Chapter 10: Ruang

53 4 20
                                    


Dalam hidup memang ada beberapa sakit yang belum benar-benar sembuh. Barangkali hanya sudah menerima, untuk kemudian akan terbiasa lalu pada akhirnya menyadari bahwa lukanya masih terus terbuka.

°°°

"Jadi ... kapan Ibu pergi?"

Ada yang familiar dari melihat lekuk wajah ayahnya dengan jarak sedekat ini. Rhyne meminta ayahnya duduk bersebelahan di kursi ruang tamu setelah pria berkepala lima itu pulang dari rumah tetangga sebelah.

Rhyne jarang melakukannya tapi gadis yang menggelung rambutnya asal itu masih ingat wajah yang sama setiap kali ayahnya menyembunyikan sesuatu. Sediam apapun ayahnya saat dunia bergemuruh, putrinya itu bisa merasakan sendu menahun di relung hati. Mungkin itu sebabnya Rhyne terlalu peduli kepada diamnya seseorang, karena bercermin pada dirinya sendiri bahwa diam memiliki sejuta makna.

Ayah dari satu anak yang jarang berinteraksi dengan keluarganya itu seolah memiliki rahasia yang tak tersentuh oleh siapapun.
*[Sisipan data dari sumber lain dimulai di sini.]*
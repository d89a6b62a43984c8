//! Address-type taxonomy.

use serde::{Deserialize, Serialize};

/// Output-level address types as classified by the transaction decoder.
#[derive(Debug, Clone, Copy, PartialEq, Eq, Hash)]
pub enum AddressType {
    NonStandard,
    Pubkey,
    PubkeyHash,
    ScriptHash,
    MultiSig,
    NullData,
    WitnessPubkeyHash,
    WitnessScriptHash,
    /// Segwit output with a witness version the decoder has no dedicated
    /// type for. Taproot (version 1) lives here.
    WitnessUnknown,
}

impl AddressType {
    /// Returns the script type name as used in Bitcoin Core RPC responses.
    pub fn script_type(&self) -> &'static str {
        match self {
            Self::NonStandard => "nonstandard",
            Self::Pubkey => "pubkey",
            Self::PubkeyHash => "pubkeyhash",
            Self::ScriptHash => "scripthash",
            Self::MultiSig => "multisig",
            Self::NullData => "nulldata",
            Self::WitnessPubkeyHash => "witness_v0_keyhash",
            Self::WitnessScriptHash => "witness_v0_scripthash",
            Self::WitnessUnknown => "witness_unknown",
        }
    }

    /// The hash-index variant this type is indexed under, if any.
    ///
    /// `Pubkey`, `MultiSig`, `NullData` and `NonStandard` outputs carry no
    /// canonical fixed-width hash and are not indexed.
    pub fn hashed(&self) -> Option<HashedAddressType> {
        match self {
            Self::PubkeyHash => Some(HashedAddressType::PubkeyHash),
            Self::ScriptHash => Some(HashedAddressType::ScriptHash),
            Self::WitnessPubkeyHash => Some(HashedAddressType::WitnessPubkeyHash),
            Self::WitnessScriptHash => Some(HashedAddressType::WitnessScriptHash),
            Self::WitnessUnknown => Some(HashedAddressType::WitnessUnknown),
            Self::NonStandard | Self::Pubkey | Self::MultiSig | Self::NullData => None,
        }
    }
}

/// The five address types that receive a hash-index table.
///
/// Closed over exactly the indexed set so the store's table dispatch and the
/// creator's caches are checked exhaustively; adding a variant is a
/// single-point change the compiler tracks through every `match`.
#[derive(Debug, Clone, Copy, PartialEq, Eq, Hash, Serialize, Deserialize)]
#[serde(rename_all = "snake_case")]
pub enum HashedAddressType {
    PubkeyHash,
    ScriptHash,
    WitnessPubkeyHash,
    WitnessScriptHash,
    /// Indexed only for version-1, 32-byte programs (Taproot).
    WitnessUnknown,
}

impl HashedAddressType {
    /// Every indexed variant, in table order.
    pub const ALL: [Self; 5] = [
        Self::PubkeyHash,
        Self::ScriptHash,
        Self::WitnessPubkeyHash,
        Self::WitnessScriptHash,
        Self::WitnessUnknown,
    ];

    /// Width in bytes of this variant's hash key.
    pub fn key_width(&self) -> usize {
        match self {
            Self::PubkeyHash | Self::ScriptHash | Self::WitnessPubkeyHash => 20,
            Self::WitnessScriptHash | Self::WitnessUnknown => 32,
        }
    }

    /// Name of this variant's table in the persistent store.
    pub fn table(&self) -> &'static str {
        match self {
            Self::PubkeyHash => "pubkeyhash",
            Self::ScriptHash => "scripthash",
            Self::WitnessPubkeyHash => "witness_pubkeyhash",
            Self::WitnessScriptHash => "witness_scripthash",
            Self::WitnessUnknown => "witness_unknown",
        }
    }
}

impl std::fmt::Display for HashedAddressType {
    fn fmt(&self, f: &mut std::fmt::Formatter<'_>) -> std::fmt::Result {
        f.write_str(self.table())
    }
}

/// A decoded output or input address: the script number assigned by the
/// dedup script store together with the output-level type.
#[derive(Debug, Clone, Copy, PartialEq, Eq)]
pub struct RawAddress {
    /// Dense identifier within the type's dedup store.
    pub script_num: u32,
    /// Output-level address type.
    pub address_type: AddressType,
}

impl RawAddress {
    pub fn new(script_num: u32, address_type: AddressType) -> Self {
        Self {
            script_num,
            address_type,
        }
    }
}

#[cfg(test)]
mod tests {
    use super::*;

    #[test]
    fn hashed_covers_exactly_the_indexed_types() {
        assert_eq!(
            AddressType::PubkeyHash.hashed(),
            Some(HashedAddressType::PubkeyHash)
        );
        assert_eq!(
            AddressType::WitnessUnknown.hashed(),
            Some(HashedAddressType::WitnessUnknown)
        );
        assert_eq!(AddressType::Pubkey.hashed(), None);
        assert_eq!(AddressType::MultiSig.hashed(), None);
        assert_eq!(AddressType::NullData.hashed(), None);
        assert_eq!(AddressType::NonStandard.hashed(), None);
    }

    #[test]
    fn key_widths_match_table_layout() {
        for ty in HashedAddressType::ALL {
            let expected = match ty {
                HashedAddressType::WitnessScriptHash | HashedAddressType::WitnessUnknown => 32,
                _ => 20,
            };
            assert_eq!(ty.key_width(), expected, "{ty}");
        }
    }
}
Menangis, tertawa, marah atau ketakutannya selalu menjadi rahasia yang hanya separuh porsi saja dibagikan kepada dunia, sisanya disimpan entah kemana.

Lalu Rhyne, setiap akhir pekan mengobservasi tentang diamnya seorang ayah terhadap apa-apa yang terjadi pada putrinya, kepada diam yang tak pernah memihak kemenangan antara anak atau istri saat terjadi keributan.

Seperti kata yang terlalu panas dan jemu, bungkam di tengah luka yang terbuka adalah suara lain yang tak bisa di bantah oleh siapa-siapa.

"Yah? Is everything okay?"

Pria yang kerap dipanggil Aji itu mengangguk singkat. Tidak ingin berpanjang kata. Mereka diam untuk beberapa saat, meski dalam benaknya gadis itu Rhyne inginkan pertanyaan yang keluar dari mulut ayahnya sebagai suatu kepedulian.

Rhyne kenapa pergi dari rumah nggak bilang ayah? Ada yang mau diceritain? Apa yang Rhyne rasain waktu memutuskan untuk pergi dari sini?

"Rhyne mau cari Ibu? Makanya Rhyne balik ke sini?"

Dua pertanyaan dari Aji memecahkan hening. Ada dua kemungkinan untuk Rhyne menjawab pertanyaan itu. Pertama; dia akan berbohong pada ayahnya kalau gadis itu rindu rumah, atau kedua; gadis itu tidak bicara apapun.

"Kenapa harus?"

"Kenapa harus ayah yang diam dan nggak mengambil keputusan apapun?"

Oke, skakmat. Berarti Rhyne sedang tidak baik-baik saja.

Ruangan tiba-tiba terasa pengap, meski kipas angin di sudut sofa tempat mereka duduki menerpa tubuh mereka. Mungkin, karena ada sesuatu yang ingin diledakkan di benak mereka namun tertahan oleh ego masing-masing.

Aji tidak menjawab, hanya menatap wajah putrinya itu tanpa ekspresi apapun.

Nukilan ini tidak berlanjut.